Spiritualität bedeutet für Thomas, lebendig zu sein. In der Stille, im Tanz, im kreativen Schaffen, im Gebet und in der Begegnung mit anderen spürt er diese Lebendigkeit. Es ist das Vertrauen darauf, getragen zu sein, eingebunden in das Leben selbst. Diese Rückbindung an das Göttliche ist für ihn die Quelle seiner Kraft, der Grund, warum er kreativ, liebevoll und engagiert leben kann.

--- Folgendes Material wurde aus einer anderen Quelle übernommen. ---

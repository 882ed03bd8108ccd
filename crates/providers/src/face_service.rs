//! HTTP client for the face detection + embedding service.
//!
//! The service accepts raw image bytes on `POST {base_url}/embed` and answers
//! with every face it found:
//!
//! ```json
//! {"faces": [{"box": [x, y, w, h], "embedding": [0.01, ...]}]}
//! ```
//!
//! The first detected face wins; an empty list means no usable face.

use async_trait::async_trait;
use mimir_core::error::FaceServiceError;
use mimir_core::face::{BoundingBox, FaceAnalyzer, FaceObservation};
use serde::Deserialize;
use std::time::Duration;
use tracing::{debug, warn};

pub struct HttpFaceAnalyzer {
    base_url: String,
    client: reqwest::Client,
}

impl HttpFaceAnalyzer {
    pub fn new(base_url: impl Into<String>, timeout: Duration) -> Self {
        let client = reqwest::Client::builder()
            .timeout(timeout)
            .build()
            .unwrap_or_default();
        Self {
            base_url: base_url.into().trim_end_matches('/').to_string(),
            client,
        }
    }
}

#[async_trait]
impl FaceAnalyzer for HttpFaceAnalyzer {
    fn name(&self) -> &str {
        "http"
    }

    async fn analyze(&self, image: &[u8]) -> Result<Option<FaceObservation>, FaceServiceError> {
        if image.is_empty() {
            return Ok(None);
        }

        let url = format!("{}/embed", self.base_url);
        debug!(bytes = image.len(), "Requesting face embedding");

        let response = self
            .client
            .post(&url)
            .header("Content-Type", "application/octet-stream")
            .body(image.to_vec())
            .send()
            .await
            .map_err(|e| FaceServiceError::Unreachable(e.to_string()))?;

        let status = response.status().as_u16();
        if status == 400 || status == 415 || status == 422 {
            let body = response.text().await.unwrap_or_default();
            return Err(FaceServiceError::InvalidImage(body));
        }
        if status != 200 {
            let message = response.text().await.unwrap_or_default();
            warn!(status, "Face service returned error");
            return Err(FaceServiceError::BadResponse { status_code: status, message });
        }

        let parsed: EmbedResponse = response.json().await.map_err(|e| FaceServiceError::BadResponse {
            status_code: 200,
            message: format!("Failed to parse face service response: {e}"),
        })?;

        Ok(first_face(parsed))
    }
}

fn first_face(response: EmbedResponse) -> Option<FaceObservation> {
    let face_count = response.faces.len();
    let face = response.faces.into_iter().find(|f| !f.embedding.is_empty())?;
    if face_count > 1 {
        debug!(face_count, "Multiple faces detected, using the first");
    }
    Some(FaceObservation {
        bounding_box: face.bounding_box.map(|[x, y, width, height]| BoundingBox { x, y, width, height }),
        embedding: face.embedding,
    })
}

#[derive(Debug, Deserialize)]
struct EmbedResponse {
    #[serde(default)]
    faces: Vec<ApiFace>,
}

#[derive(Debug, Deserialize)]
struct ApiFace {
    #[serde(rename = "box", default)]
    bounding_box: Option<[f32; 4]>,
    #[serde(default)]
    embedding: Vec<f32>,
}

Heute begleitet Thomas Menschen durch Heilfastenkurse, Meditation und stille Einkehr. Jedes Jahr im November und März leitet er Fastenwochen, in denen Menschen die Gelegenheit bekommen, loszulassen, leer zu werden und das Wesentliche wiederzuentdecken. Bruder Thomas lebt im Einklang mit der Natur und der Erde und ist davon überzeugt, dass wir lernen müssen, gewaltfrei und gemeinschaftlich zu leben. »Ein besseres Leben beginnt dort«, so erklärt er, »wo Menschen auf Augenhöhe miteinander umgehen, Geschwisterlichkeit praktizieren und global denken, während sie lokal handeln.«
Thomas ist angekommen in seinem Leben als Mönch. Er lebt die Balance zwischen Spiritualität, Kunst und Gemeinschaft, zwischen der Stille der Klostermauern und der Welt, die er durch seine Arbeit berührt. Es ist ein Leben, das von tiefer Zugehörigkeit geprägt ist, von der Gewissheit, dass alles fließt und nichts verloren geht. In der Verbindung von Himmel und Erde, von Materiellem und Geistigem hat er seinen Platz gefunden. Mit 56 Jahren ist er vor Kurzem zum Prior des Europaklosters ernannt worden. In seinem letzten Satz unseres Gespräches liegt die Ruhe und Gewissheit eines Mannes, der durch viele Wandlungen gegangen und seinem Weg treu geblieben ist: »Ich bin ganz glücklich als Mönch«, sagt er und lächelt.